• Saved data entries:
——

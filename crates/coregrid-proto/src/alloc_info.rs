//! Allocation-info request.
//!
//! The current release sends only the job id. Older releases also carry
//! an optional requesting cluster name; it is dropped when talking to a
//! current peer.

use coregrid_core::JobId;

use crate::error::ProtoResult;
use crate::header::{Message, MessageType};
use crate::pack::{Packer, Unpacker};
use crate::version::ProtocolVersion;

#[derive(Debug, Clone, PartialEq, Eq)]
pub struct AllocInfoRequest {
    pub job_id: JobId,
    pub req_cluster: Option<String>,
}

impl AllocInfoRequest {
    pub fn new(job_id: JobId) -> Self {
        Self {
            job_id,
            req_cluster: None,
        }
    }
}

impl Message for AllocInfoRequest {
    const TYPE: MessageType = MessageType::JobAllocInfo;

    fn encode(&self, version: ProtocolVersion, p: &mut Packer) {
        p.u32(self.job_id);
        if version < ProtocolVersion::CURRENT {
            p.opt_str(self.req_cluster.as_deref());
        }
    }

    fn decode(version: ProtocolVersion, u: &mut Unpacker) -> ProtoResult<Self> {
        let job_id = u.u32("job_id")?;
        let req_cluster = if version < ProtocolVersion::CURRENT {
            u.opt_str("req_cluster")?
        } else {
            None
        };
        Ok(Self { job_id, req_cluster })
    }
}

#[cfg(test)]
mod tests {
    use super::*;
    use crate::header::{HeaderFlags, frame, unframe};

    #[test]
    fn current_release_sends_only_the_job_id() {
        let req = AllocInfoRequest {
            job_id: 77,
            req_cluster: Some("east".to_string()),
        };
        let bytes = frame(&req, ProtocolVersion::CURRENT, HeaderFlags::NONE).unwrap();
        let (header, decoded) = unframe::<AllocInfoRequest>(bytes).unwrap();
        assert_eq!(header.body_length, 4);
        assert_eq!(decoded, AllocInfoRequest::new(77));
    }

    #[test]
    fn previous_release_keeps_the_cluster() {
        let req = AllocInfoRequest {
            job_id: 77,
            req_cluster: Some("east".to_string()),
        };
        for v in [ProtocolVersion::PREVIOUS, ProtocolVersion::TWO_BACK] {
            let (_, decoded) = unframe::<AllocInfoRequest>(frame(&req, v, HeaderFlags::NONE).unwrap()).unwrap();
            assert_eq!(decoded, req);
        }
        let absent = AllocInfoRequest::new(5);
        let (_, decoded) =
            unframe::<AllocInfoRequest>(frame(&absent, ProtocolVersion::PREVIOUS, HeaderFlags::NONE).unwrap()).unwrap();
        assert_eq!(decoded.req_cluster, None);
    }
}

——

Throughout the data above, copy all lines where the word "HeaderFlags" is found.

    use crate::header::{HeaderFlags, frame, unframe};
        let bytes = frame(&req, ProtocolVersion::CURRENT, HeaderFlags::NONE).unwrap();
            let (_, decoded) = unframe::<AllocInfoRequest>(frame(&req, v, HeaderFlags::NONE).unwrap()).unwrap();
            unframe::<AllocInfoRequest>(frame(&absent, ProtocolVersion::PREVIOUS, HeaderFlags::NONE).unwrap()).unwrap();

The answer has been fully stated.